Según explicaciones científicas, nuestro sistema solar se formó hace unos 4.600 millones de años. En la Tierra, uno de sus planetas, la vida surgió 1.500 millones de años después; o sea, hace más de 3.000  millones de años.
Contrastada con esas enormes cifras, la aparición del hombre es relativamente reciente, ya que data de apenas unos tres millones o cuatro millones de años. Entre tantos miles de millones de años, podríamos decir que el hombre es una especie nueva en el planeta, siendo, hasta hoy, el último eslabón de una cadena viviente iniciada hace más de 3.000 millones de años.
La aparición del hombre sobre la Tierra es el primer paso para el nacimiento del pensamiento y un avance decisivo hacia la reflexión.  Por primera vez en la historia de la vida, un ser, no sólo conocerá, sino que se conocerá.
Los hielos del último avance glacial comenzaron a retroceder y los períodos de frío fueron reemplazados por intensas lluvias que hicieron subir el nivel del mar. Poco a poco, el paisaje y el clima del planeta comenzaron a tomar lentamente una nueva fisonomía. Todas estas transformaciones climáticas determinaron una gran variación en la flora y la fauna terrestres.
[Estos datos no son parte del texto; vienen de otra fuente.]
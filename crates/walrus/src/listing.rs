//! Source object discovery.
//!
//! Lists the objects under a prefix and keeps the ones whose final
//! dot-separated suffix equals the wanted extension.

use async_trait::async_trait;
use std::fmt;

use walrus_core::StorageProvider;

use crate::error::StorageError;

/// Reference to one object in storage.
#[derive(Debug, Clone, PartialEq, Eq, Hash)]
pub struct StorageObjectRef {
    location: String,
    name: String,
}

impl StorageObjectRef {
    pub fn new(location: impl Into<String>, name: impl Into<String>) -> Self {
        Self {
            location: location.into(),
            name: name.into(),
        }
    }

    /// Location root, e.g. `gs://de-porto`.
    pub fn location(&self) -> &str {
        &self.location
    }

    /// Object name relative to the location root.
    pub fn name(&self) -> &str {
        &self.name
    }

    /// Fully qualified source URI, e.g. `gs://de-porto/qoala/movies.parquet`.
    pub fn uri(&self) -> String {
        format!("{}/{}", self.location.trim_end_matches('/'), self.name)
    }
}

impl fmt::Display for StorageObjectRef {
    fn fmt(&self, f: &mut fmt::Formatter<'_>) -> fmt::Result {
        f.write_str(&self.uri())
    }
}

/// Something that can enumerate objects at one storage location.
#[async_trait]
pub trait ObjectLister: Send + Sync {
    /// Location root the listed names are relative to.
    fn location(&self) -> &str;

    /// Names of all objects whose name starts with `prefix`, in listing order.
    async fn list_objects(&self, prefix: &str) -> Result<Vec<String>, StorageError>;
}

#[async_trait]
impl ObjectLister for StorageProvider {
    fn location(&self) -> &str {
        self.root_uri()
    }

    async fn list_objects(&self, prefix: &str) -> Result<Vec<String>, StorageError> {
        self.list_prefixed(prefix).await
    }
}

/// Whether the text after the last `.` of `name` is exactly `extension`.
///
/// Case-sensitive. A name without any `.` never matches.
///
/// ```
/// use walrus::listing::has_extension;
///
/// assert!(has_extension("qoala/movies.parquet", "parquet"));
/// assert!(has_extension("part-0.snappy.parquet", "parquet"));
/// assert!(!has_extension("qoala/movies.parquet.bak", "parquet"));
/// assert!(!has_extension("parquet", "parquet"));
/// ```
pub fn has_extension(name: &str, extension: &str) -> bool {
    name.rsplit_once('.')
        .is_some_and(|(_, suffix)| suffix == extension)
}

/// List every object under `prefix` whose extension is `extension`.
///
/// The listing order of the underlying service is preserved. Listing
/// failures are returned as-is; there is no partial result.
pub async fn list_matching_objects(
    lister: &dyn ObjectLister,
    prefix: &str,
    extension: &str,
) -> Result<Vec<StorageObjectRef>, StorageError> {
    let location = lister.location();

    let matching = lister
        .list_objects(prefix)
        .await?
        .into_iter()
        .filter(|name| has_extension(name, extension))
        .map(|name| StorageObjectRef::new(location, name))
        .collect();

    Ok(matching)
}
Huesos humanos y objetos fabricados encontrados en capas profundas de terreno cubiertas por otras que jamás habían sido removidas desde su formación, han permitido a la geología —ciencia que estudia la corteza terrestre— establecer que el hombre existe, más concretamente, sobre la Tierra, desde el principio de la época cuaternaria y tal vez desde fines o mediados de la época terciaria (Ver, Épocas geológicas de la Tierra).
¿Cuándo, dónde y cómo se franquea el umbral de la hominización? A pesar de los sensacionales descubrimientos hechos, la Paleontología aún no ha dado una respuesta definitiva.  De lo que nadie duda es que desde el punto de vista orgánico el fenómeno se reduce al perfeccionamiento del cerebro. (Ver, Origen del hombre).
Si la estructura anatómica del hombre es resultado de una larga evolución, el despertar de su inteligencia ha sido, por el contrario, bastante brusco. Todo hace suponer que el umbral que daría paso al pensamiento fue franqueado de una sola vez.  Y, a partir de este momento, la vida de la especie humana quedó trazada. Lo estaba, no sólo por el dinamismo del poder de la reflexión, sino también porque, contrariamente a los animales vinculados al medio ambiente, el hombre no puede sobrevivir si no transforma cuanto le rodea y lo adapta a su medida.
Los restos que se han encontrado en las capas de terreno o en el suelo de antiguas cavernas son, en su mayor parte, armas sencillas de piedra o de metal, utensilios de alfarería; esto es, ollas y vasos de greda, y otros objetos semejantes. El estudio comparativo de ellos ha permitido establecer una gradación de los progresos alcanzados por el hombre en esas oscuras épocas de su desarrollo.


               
La familia de los hombres comenzó a formarse probablemente cuando un grupo de primates superiores comenzó a bajar de los árboles al suelo. A partir de ahí resulta bastante fácil, con un ligero esfuerzo de imaginación, llegar a concebir lo que sería la vida de los primeros seres humanos sobre la Tierra.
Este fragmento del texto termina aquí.